(DATA TO EXAMINE):
:::

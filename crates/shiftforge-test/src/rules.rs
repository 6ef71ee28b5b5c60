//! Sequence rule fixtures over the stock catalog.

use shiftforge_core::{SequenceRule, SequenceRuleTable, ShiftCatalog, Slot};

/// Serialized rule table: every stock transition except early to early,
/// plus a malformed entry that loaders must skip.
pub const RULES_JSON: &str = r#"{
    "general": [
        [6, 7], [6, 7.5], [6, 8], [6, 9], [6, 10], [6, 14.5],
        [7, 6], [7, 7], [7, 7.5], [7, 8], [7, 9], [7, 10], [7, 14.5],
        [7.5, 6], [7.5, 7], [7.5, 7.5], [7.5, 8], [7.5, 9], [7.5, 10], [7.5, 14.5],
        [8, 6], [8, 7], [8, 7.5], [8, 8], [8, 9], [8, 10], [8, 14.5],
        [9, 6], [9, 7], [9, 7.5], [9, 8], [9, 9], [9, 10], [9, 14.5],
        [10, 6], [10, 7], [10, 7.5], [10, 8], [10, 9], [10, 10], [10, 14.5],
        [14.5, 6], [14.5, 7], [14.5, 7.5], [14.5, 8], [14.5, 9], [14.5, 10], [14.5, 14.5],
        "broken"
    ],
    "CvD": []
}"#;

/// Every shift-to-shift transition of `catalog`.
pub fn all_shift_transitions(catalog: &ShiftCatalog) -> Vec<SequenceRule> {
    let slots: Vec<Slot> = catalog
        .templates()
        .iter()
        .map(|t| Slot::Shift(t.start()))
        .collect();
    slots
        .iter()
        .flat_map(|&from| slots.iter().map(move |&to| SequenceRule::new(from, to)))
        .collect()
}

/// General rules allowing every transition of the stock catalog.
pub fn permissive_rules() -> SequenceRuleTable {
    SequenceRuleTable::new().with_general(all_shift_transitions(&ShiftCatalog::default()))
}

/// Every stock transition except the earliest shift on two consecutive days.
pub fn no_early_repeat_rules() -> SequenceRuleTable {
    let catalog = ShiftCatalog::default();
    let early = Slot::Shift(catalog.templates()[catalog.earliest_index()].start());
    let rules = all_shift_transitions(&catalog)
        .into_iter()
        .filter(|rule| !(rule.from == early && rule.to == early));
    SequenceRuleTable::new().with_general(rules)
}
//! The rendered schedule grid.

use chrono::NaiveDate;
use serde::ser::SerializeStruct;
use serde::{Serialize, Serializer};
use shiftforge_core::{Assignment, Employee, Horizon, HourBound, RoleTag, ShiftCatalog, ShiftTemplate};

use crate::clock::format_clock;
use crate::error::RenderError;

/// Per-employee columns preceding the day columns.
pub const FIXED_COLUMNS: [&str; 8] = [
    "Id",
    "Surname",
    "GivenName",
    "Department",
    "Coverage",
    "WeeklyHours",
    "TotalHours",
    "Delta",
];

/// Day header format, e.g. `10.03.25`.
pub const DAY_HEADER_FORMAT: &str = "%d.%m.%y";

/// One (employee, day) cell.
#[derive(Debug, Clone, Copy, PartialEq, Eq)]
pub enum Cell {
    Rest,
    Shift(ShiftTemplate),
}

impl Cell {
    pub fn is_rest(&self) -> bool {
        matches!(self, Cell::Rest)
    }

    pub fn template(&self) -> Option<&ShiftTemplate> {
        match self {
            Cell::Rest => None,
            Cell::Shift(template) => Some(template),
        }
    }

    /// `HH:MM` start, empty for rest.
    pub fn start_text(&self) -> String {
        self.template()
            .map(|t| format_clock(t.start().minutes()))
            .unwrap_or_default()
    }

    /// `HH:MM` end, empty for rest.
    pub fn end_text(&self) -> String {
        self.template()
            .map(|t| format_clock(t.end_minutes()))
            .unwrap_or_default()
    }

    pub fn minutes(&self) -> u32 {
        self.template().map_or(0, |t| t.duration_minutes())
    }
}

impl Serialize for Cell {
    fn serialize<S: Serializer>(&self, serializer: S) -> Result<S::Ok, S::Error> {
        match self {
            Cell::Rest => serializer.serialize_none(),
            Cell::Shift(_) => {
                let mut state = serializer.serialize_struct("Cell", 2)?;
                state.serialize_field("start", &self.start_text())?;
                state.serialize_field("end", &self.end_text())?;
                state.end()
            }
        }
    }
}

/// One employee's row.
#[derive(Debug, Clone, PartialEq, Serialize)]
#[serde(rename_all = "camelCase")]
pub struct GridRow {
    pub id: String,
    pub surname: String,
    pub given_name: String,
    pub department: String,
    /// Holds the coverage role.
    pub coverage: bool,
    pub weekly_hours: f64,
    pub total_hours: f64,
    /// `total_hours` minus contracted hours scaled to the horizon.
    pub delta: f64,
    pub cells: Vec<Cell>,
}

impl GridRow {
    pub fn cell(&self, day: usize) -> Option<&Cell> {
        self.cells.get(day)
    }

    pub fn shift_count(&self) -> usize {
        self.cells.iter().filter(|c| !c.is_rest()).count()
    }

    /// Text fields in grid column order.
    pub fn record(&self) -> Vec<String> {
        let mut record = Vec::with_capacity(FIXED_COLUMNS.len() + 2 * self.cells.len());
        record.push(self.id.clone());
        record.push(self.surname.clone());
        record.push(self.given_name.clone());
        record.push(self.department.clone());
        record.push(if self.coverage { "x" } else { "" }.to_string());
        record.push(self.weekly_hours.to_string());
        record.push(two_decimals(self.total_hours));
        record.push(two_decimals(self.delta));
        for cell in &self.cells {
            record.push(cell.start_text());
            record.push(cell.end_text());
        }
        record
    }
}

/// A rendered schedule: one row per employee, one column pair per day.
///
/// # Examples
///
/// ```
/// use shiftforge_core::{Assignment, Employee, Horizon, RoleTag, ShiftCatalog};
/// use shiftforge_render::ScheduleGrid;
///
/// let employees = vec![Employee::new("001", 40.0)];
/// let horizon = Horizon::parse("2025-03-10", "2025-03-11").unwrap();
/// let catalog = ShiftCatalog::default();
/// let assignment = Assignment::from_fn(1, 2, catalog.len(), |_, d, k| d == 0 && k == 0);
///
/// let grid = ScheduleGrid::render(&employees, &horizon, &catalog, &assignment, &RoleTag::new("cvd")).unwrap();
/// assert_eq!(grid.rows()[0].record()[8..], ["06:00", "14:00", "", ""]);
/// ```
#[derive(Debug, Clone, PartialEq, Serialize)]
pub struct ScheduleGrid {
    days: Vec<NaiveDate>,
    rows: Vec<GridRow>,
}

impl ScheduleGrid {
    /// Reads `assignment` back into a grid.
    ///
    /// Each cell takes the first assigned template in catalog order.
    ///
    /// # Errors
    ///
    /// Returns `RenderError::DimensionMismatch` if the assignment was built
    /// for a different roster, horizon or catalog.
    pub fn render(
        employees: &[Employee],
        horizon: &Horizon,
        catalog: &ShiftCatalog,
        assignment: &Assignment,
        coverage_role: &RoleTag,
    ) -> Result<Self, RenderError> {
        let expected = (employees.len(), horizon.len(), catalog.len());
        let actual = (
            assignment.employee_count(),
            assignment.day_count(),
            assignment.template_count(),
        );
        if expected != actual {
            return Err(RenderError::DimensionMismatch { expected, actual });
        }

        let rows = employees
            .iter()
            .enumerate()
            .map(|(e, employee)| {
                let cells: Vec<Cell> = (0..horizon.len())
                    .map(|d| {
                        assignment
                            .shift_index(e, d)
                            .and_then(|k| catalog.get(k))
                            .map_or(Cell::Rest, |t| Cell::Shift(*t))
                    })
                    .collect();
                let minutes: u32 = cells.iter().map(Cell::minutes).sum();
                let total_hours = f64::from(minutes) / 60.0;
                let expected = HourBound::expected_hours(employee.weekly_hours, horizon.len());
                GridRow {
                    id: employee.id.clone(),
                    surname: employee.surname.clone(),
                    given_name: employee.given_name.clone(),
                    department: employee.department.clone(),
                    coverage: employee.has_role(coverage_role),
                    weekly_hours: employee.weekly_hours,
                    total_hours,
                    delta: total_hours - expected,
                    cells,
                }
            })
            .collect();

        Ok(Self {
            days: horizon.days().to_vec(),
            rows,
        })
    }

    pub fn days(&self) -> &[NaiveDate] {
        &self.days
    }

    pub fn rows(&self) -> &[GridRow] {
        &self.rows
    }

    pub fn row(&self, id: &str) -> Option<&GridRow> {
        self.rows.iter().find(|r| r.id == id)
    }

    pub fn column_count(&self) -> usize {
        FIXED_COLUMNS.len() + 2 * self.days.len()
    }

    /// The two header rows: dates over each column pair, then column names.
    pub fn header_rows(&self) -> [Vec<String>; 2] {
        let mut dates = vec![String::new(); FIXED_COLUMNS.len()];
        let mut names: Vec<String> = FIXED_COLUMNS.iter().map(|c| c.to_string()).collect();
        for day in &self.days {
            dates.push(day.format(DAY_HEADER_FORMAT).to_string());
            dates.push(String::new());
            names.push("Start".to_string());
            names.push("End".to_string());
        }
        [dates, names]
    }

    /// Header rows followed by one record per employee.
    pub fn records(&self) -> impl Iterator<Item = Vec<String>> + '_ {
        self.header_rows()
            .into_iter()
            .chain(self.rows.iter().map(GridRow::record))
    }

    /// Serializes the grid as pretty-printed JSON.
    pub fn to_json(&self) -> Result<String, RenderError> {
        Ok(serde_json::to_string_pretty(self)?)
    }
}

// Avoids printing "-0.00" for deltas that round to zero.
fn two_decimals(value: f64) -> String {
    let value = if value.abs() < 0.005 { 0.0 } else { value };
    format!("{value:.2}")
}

:::

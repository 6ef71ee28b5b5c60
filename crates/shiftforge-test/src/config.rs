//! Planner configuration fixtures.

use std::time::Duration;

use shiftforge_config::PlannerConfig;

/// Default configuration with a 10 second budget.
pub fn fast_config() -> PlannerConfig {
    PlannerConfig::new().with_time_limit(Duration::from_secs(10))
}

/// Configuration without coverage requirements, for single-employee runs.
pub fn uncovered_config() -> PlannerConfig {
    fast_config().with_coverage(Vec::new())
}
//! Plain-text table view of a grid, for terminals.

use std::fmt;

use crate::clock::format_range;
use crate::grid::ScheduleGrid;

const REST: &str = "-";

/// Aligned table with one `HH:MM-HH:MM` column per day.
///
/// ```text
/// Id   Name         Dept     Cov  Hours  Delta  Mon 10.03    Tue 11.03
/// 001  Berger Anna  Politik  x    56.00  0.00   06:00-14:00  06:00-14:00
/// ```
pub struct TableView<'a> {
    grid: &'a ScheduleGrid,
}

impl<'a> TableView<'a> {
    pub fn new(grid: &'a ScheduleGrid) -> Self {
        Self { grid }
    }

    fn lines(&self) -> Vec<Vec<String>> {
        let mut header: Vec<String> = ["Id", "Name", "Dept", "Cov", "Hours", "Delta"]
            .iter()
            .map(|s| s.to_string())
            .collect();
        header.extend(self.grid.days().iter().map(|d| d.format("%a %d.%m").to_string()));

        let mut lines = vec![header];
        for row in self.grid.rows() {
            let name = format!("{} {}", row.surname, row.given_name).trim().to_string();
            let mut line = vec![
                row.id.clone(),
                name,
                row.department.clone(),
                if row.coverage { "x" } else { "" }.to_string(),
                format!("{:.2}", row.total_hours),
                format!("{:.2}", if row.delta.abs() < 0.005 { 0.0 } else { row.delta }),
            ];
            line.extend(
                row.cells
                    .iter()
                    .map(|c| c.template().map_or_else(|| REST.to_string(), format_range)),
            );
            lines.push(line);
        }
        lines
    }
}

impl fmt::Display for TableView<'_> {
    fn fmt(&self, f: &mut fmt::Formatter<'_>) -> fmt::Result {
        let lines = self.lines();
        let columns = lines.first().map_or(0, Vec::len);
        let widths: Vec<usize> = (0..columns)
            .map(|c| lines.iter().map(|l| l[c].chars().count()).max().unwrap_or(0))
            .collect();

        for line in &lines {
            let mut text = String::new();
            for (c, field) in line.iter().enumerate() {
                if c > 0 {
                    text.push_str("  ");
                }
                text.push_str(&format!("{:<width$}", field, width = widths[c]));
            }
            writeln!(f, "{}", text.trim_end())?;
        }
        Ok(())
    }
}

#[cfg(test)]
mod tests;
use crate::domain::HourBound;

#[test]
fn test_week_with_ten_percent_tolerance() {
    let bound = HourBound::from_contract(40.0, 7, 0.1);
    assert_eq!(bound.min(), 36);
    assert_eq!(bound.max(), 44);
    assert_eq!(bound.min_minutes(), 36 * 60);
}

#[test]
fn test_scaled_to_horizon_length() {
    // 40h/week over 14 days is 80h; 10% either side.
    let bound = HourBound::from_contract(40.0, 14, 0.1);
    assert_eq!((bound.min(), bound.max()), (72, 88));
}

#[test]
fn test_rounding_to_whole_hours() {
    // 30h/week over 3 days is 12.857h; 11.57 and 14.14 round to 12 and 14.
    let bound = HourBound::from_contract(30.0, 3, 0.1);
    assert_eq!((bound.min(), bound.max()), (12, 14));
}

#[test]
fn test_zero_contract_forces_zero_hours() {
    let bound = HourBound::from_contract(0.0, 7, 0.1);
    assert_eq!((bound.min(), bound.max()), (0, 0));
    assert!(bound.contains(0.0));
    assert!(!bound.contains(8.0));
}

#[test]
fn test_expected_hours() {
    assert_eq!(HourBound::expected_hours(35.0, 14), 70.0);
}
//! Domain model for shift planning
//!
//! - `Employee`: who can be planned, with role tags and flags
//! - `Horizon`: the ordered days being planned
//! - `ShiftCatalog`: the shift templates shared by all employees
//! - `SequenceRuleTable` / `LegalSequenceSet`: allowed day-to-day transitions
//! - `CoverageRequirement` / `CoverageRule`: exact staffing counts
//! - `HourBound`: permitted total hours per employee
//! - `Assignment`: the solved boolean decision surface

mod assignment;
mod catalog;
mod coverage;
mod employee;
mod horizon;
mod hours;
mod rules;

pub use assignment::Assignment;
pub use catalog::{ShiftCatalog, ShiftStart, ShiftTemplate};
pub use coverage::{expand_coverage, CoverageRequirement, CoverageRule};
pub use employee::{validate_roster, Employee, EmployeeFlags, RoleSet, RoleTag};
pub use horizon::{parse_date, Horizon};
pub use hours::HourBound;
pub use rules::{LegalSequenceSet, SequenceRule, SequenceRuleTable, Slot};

:::

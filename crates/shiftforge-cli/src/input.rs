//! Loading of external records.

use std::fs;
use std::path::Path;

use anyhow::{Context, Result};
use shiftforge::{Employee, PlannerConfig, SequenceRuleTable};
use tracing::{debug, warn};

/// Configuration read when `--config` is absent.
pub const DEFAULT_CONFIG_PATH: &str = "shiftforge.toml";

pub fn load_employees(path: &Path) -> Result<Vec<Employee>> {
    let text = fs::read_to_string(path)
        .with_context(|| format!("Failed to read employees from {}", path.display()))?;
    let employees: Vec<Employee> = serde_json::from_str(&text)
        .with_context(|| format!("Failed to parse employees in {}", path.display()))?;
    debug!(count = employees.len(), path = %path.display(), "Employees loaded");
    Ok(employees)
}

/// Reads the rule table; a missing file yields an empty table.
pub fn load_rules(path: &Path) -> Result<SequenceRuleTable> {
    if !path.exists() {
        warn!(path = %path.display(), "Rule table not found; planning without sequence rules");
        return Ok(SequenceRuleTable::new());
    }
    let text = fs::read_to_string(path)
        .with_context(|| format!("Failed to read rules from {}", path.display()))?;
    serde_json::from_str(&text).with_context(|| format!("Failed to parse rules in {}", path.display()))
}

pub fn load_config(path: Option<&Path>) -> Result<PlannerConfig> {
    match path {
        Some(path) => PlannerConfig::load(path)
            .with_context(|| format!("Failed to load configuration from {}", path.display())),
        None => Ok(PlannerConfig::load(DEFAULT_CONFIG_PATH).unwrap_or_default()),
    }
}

:::

(WHAT THE EXERCISE ASKS):
Go back to the listing above. Copy word for word the lines from the one with "pub fn new(grid: &'a" through the one with "assert_eq!(bound.min(), 36);", and nothing more.

(RESULT OF THE EXERCISE):
    pub fn new(grid: &'a ScheduleGrid) -> Self {
        Self { grid }
    }

    fn lines(&self) -> Vec<Vec<String>> {
        let mut header: Vec<String> = ["Id", "Name", "Dept", "Cov", "Hours", "Delta"]
            .iter()
            .map(|s| s.to_string())
            .collect();
        header.extend(self.grid.days().iter().map(|d| d.format("%a %d.%m").to_string()));

        let mut lines = vec![header];
        for row in self.grid.rows() {
            let name = format!("{} {}", row.surname, row.given_name).trim().to_string();
            let mut line = vec![
                row.id.clone(),
                name,
                row.department.clone(),
                if row.coverage { "x" } else { "" }.to_string(),
                format!("{:.2}", row.total_hours),
                format!("{:.2}", if row.delta.abs() < 0.005 { 0.0 } else { row.delta }),
            ];
            line.extend(
                row.cells
                    .iter()
                    .map(|c| c.template().map_or_else(|| REST.to_string(), format_range)),
            );
            lines.push(line);
        }
        lines
    }
}

impl fmt::Display for TableView<'_> {
    fn fmt(&self, f: &mut fmt::Formatter<'_>) -> fmt::Result {
        let lines = self.lines();
        let columns = lines.first().map_or(0, Vec::len);
        let widths: Vec<usize> = (0..columns)
            .map(|c| lines.iter().map(|l| l[c].chars().count()).max().unwrap_or(0))
            .collect();

        for line in &lines {
            let mut text = String::new();
            for (c, field) in line.iter().enumerate() {
                if c > 0 {
                    text.push_str("  ");
                }
                text.push_str(&format!("{:<width$}", field, width = widths[c]));
            }
            writeln!(f, "{}", text.trim_end())?;
        }
        Ok(())
    }
}

#[cfg(test)]
mod tests;
use crate::domain::HourBound;

#[test]
fn test_week_with_ten_percent_tolerance() {
    let bound = HourBound::from_contract(40.0, 7, 0.1);
    assert_eq!(bound.min(), 36);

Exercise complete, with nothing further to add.